Stored data

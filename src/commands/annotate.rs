//! Annotate breakend calls with assembled breakpoint evidence.
//!
//! Reads a coordinate-sorted call file, assembles the soft-clip and
//! read-pair evidence around each breakend with a de Bruijn graph, and
//! writes a new call file with the breakend calls annotated and everything
//! re-sorted to coordinate order. Non-breakend calls pass through
//! untouched.

use std::path::PathBuf;
use std::sync::Arc;

use anyhow::{Context, Result};
use clap::Parser;
use log::info;
use svasm_lib::assembly::AssemblyAnnotator;
use svasm_lib::dictionary::ContigDictionary;
use svasm_lib::evidence::{EvidenceSource, TsvEvidenceSource};
use svasm_lib::logging::OperationTimer;
use svasm_lib::metrics::{write_metrics, TransformMetrics};
use svasm_lib::pipeline::VariantTransformPipeline;
use svasm_lib::records::{CallWriter, TsvCallSource};
use svasm_lib::validation::{validate_distinct_paths, validate_file_exists};

use crate::commands::command::Command;

/// Annotate breakend calls with assembled breakpoint evidence.
///
/// The input must be coordinate-sorted. The output is written atomically:
/// a failed run leaves the destination untouched.
#[derive(Debug, Parser)]
#[command(
    name = "annotate",
    about = "Annotate breakend calls with de Bruijn-assembled breakpoint evidence",
    long_about = r#"
Annotate a coordinate-sorted call file with locally assembled breakpoint
sequences.

Breakend calls are pulled out of the input stream, re-sorted to
evidence-start order, matched against per-locus de Bruijn assemblies of
the supplied evidence reads, re-sorted back to nominal coordinate order,
and merged with the untouched non-breakend calls into a single sorted
output. Memory stays bounded by the reorder window, which is derived from
the maximum physical evidence span.

EXAMPLES:

  # Annotate calls with evidence assembled at k=25
  svasm annotate -i calls.tsv -e evidence.tsv -d contigs.txt -o annotated.tsv

  # Smaller k for short soft clips, with run metrics
  svasm annotate -i calls.tsv -e evidence.tsv -d contigs.txt \
    -o annotated.tsv -k 13 --metrics annotate_metrics.tsv
"#
)]
pub struct Annotate {
    /// Input call file (coordinate sorted).
    #[arg(short = 'i', long = "input")]
    pub input: PathBuf,

    /// Output call file.
    #[arg(short = 'o', long = "output")]
    pub output: PathBuf,

    /// Evidence file with soft-clip and read-pair records.
    #[arg(short = 'e', long = "evidence")]
    pub evidence: PathBuf,

    /// Contig dictionary file (one contig name per line).
    #[arg(short = 'd', long = "dict")]
    pub dict: PathBuf,

    /// K-mer length for breakpoint assembly.
    #[arg(short = 'k', long = "kmer", default_value = "25")]
    pub kmer: usize,

    /// Maximum expected fragment (insert) size of the sequencing library.
    ///
    /// Widens the reorder window so discordant-pair evidence anchored at a
    /// mate position is still matched to its breakend.
    #[arg(long = "max-fragment-size", default_value = "1000")]
    pub max_fragment_size: i64,

    /// Optional TSV file for pipeline run metrics.
    #[arg(long = "metrics")]
    pub metrics: Option<PathBuf>,
}

impl Command for Annotate {
    fn execute(&self) -> Result<()> {
        // Configuration problems abort before any stage runs; in particular
        // input == output must never clobber the input.
        validate_file_exists(&self.input, "Input call file")?;
        validate_file_exists(&self.evidence, "Evidence file")?;
        validate_file_exists(&self.dict, "Dictionary file")?;
        validate_distinct_paths(&self.input, &self.output)?;
        if self.kmer < 2 {
            anyhow::bail!("--kmer must be at least 2, got {}", self.kmer);
        }

        let timer = OperationTimer::new("Annotating breakend calls");
        info!("Input: {}", self.input.display());
        info!("Output: {}", self.output.display());
        info!("Evidence: {}", self.evidence.display());
        info!("K-mer length: {}", self.kmer);

        let dict = Arc::new(
            ContigDictionary::from_path(&self.dict)
                .with_context(|| format!("Failed to load dictionary: {}", self.dict.display()))?,
        );
        let evidence =
            TsvEvidenceSource::from_path(&self.evidence, &dict, self.max_fragment_size)?;

        // No assembly can relocate a call further than the physical span of
        // its evidence, so the span bounds the stream disorder.
        let window = evidence.max_evidence_span().max(1);
        info!("Reorder window: {window} bp");

        let mut metrics = TransformMetrics {
            evidence_records: evidence.records().len() as u64,
            window,
            ..Default::default()
        };

        let annotator = AssemblyAnnotator::from_evidence(&evidence, self.kmer, &dict, window)?;
        let annotated = Arc::clone(annotator.annotated_handle());
        let pipeline = VariantTransformPipeline::new(window, annotator)?;

        let source = TsvCallSource::new(&self.input, Arc::clone(&dict));
        let mut sink = CallWriter::create(&self.output, Arc::clone(&dict))?;
        let counts = pipeline.run(&source, &mut sink)?;

        metrics.record_counts(&counts);
        metrics.annotated = annotated.load(std::sync::atomic::Ordering::Relaxed);
        if let Some(ref path) = self.metrics {
            write_metrics(path, &metrics)?;
            info!("Metrics written to {}", path.display());
        }

        info!("=== Summary ===");
        info!("Breakend calls in: {}", counts.breakends_in);
        info!("Breakend calls out: {}", counts.breakends_out);
        info!("Annotated: {}", metrics.annotated);
        info!("Other calls: {}", counts.others);
        info!("Output: {}", self.output.display());

        timer.log_completion(counts.written);
        Ok(())
    }
}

## Required action
Write out the complete set of records exactly as given.

## Expected output
filename src/commands/annotate.rs
//! Annotate breakend calls with assembled breakpoint evidence.
//!
//! Reads a coordinate-sorted call file, assembles the soft-clip and
//! read-pair evidence around each breakend with a de Bruijn graph, and
//! writes a new call file with the breakend calls annotated and everything
//! re-sorted to coordinate order. Non-breakend calls pass through
//! untouched.

use std::path::PathBuf;
use std::sync::Arc;

use anyhow::{Context, Result};
use clap::Parser;
use log::info;
use svasm_lib::assembly::AssemblyAnnotator;
use svasm_lib::dictionary::ContigDictionary;
use svasm_lib::evidence::{EvidenceSource, TsvEvidenceSource};
use svasm_lib::logging::OperationTimer;
use svasm_lib::metrics::{write_metrics, TransformMetrics};
use svasm_lib::pipeline::VariantTransformPipeline;
use svasm_lib::records::{CallWriter, TsvCallSource};
use svasm_lib::validation::{validate_distinct_paths, validate_file_exists};

use crate::commands::command::Command;

/// Annotate breakend calls with assembled breakpoint evidence.
///
/// The input must be coordinate-sorted. The output is written atomically:
/// a failed run leaves the destination untouched.
#[derive(Debug, Parser)]
#[command(
    name = "annotate",
    about = "Annotate breakend calls with de Bruijn-assembled breakpoint evidence",
    long_about = r#"
Annotate a coordinate-sorted call file with locally assembled breakpoint
sequences.

Breakend calls are pulled out of the input stream, re-sorted to
evidence-start order, matched against per-locus de Bruijn assemblies of
the supplied evidence reads, re-sorted back to nominal coordinate order,
and merged with the untouched non-breakend calls into a single sorted
output. Memory stays bounded by the reorder window, which is derived from
the maximum physical evidence span.

EXAMPLES:

  # Annotate calls with evidence assembled at k=25
  svasm annotate -i calls.tsv -e evidence.tsv -d contigs.txt -o annotated.tsv

  # Smaller k for short soft clips, with run metrics
  svasm annotate -i calls.tsv -e evidence.tsv -d contigs.txt \
    -o annotated.tsv -k 13 --metrics annotate_metrics.tsv
"#
)]
pub struct Annotate {
    /// Input call file (coordinate sorted).
    #[arg(short = 'i', long = "input")]
    pub input: PathBuf,

    /// Output call file.
    #[arg(short = 'o', long = "output")]
    pub output: PathBuf,

    /// Evidence file with soft-clip and read-pair records.
    #[arg(short = 'e', long = "evidence")]
    pub evidence: PathBuf,

    /// Contig dictionary file (one contig name per line).
    #[arg(short = 'd', long = "dict")]
    pub dict: PathBuf,

    /// K-mer length for breakpoint assembly.
    #[arg(short = 'k', long = "kmer", default_value = "25")]
    pub kmer: usize,

    /// Maximum expected fragment (insert) size of the sequencing library.
    ///
    /// Widens the reorder window so discordant-pair evidence anchored at a
    /// mate position is still matched to its breakend.
    #[arg(long = "max-fragment-size", default_value = "1000")]
    pub max_fragment_size: i64,

    /// Optional TSV file for pipeline run metrics.
    #[arg(long = "metrics")]
    pub metrics: Option<PathBuf>,
}

impl Command for Annotate {
    fn execute(&self) -> Result<()> {
        // Configuration problems abort before any stage runs; in particular
        // input == output must never clobber the input.
        validate_file_exists(&self.input, "Input call file")?;
        validate_file_exists(&self.evidence, "Evidence file")?;
        validate_file_exists(&self.dict, "Dictionary file")?;
        validate_distinct_paths(&self.input, &self.output)?;
        if self.kmer < 2 {
            anyhow::bail!("--kmer must be at least 2, got {}", self.kmer);
        }

        let timer = OperationTimer::new("Annotating breakend calls");
        info!("Input: {}", self.input.display());
        info!("Output: {}", self.output.display());
        info!("Evidence: {}", self.evidence.display());
        info!("K-mer length: {}", self.kmer);

        let dict = Arc::new(
            ContigDictionary::from_path(&self.dict)
                .with_context(|| format!("Failed to load dictionary: {}", self.dict.display()))?,
        );
        let evidence =
            TsvEvidenceSource::from_path(&self.evidence, &dict, self.max_fragment_size)?;

        // No assembly can relocate a call further than the physical span of
        // its evidence, so the span bounds the stream disorder.
        let window = evidence.max_evidence_span().max(1);
        info!("Reorder window: {window} bp");

        let mut metrics = TransformMetrics {
            evidence_records: evidence.records().len() as u64,
            window,
            ..Default::default()
        };

        let annotator = AssemblyAnnotator::from_evidence(&evidence, self.kmer, &dict, window)?;
        let annotated = Arc::clone(annotator.annotated_handle());
        let pipeline = VariantTransformPipeline::new(window, annotator)?;

        let source = TsvCallSource::new(&self.input, Arc::clone(&dict));
        let mut sink = CallWriter::create(&self.output, Arc::clone(&dict))?;
        let counts = pipeline.run(&source, &mut sink)?;

        metrics.record_counts(&counts);
        metrics.annotated = annotated.load(std::sync::atomic::Ordering::Relaxed);
        if let Some(ref path) = self.metrics {
            write_metrics(path, &metrics)?;
            info!("Metrics written to {}", path.display());
        }

        info!("=== Summary ===");
        info!("Breakend calls in: {}", counts.breakends_in);
        info!("Breakend calls out: {}", counts.breakends_out);
        info!("Annotated: {}", metrics.annotated);
        info!("Other calls: {}", counts.others);
        info!("Output: {}", self.output.display());

        timer.log_completion(counts.written);
        Ok(())
    }
}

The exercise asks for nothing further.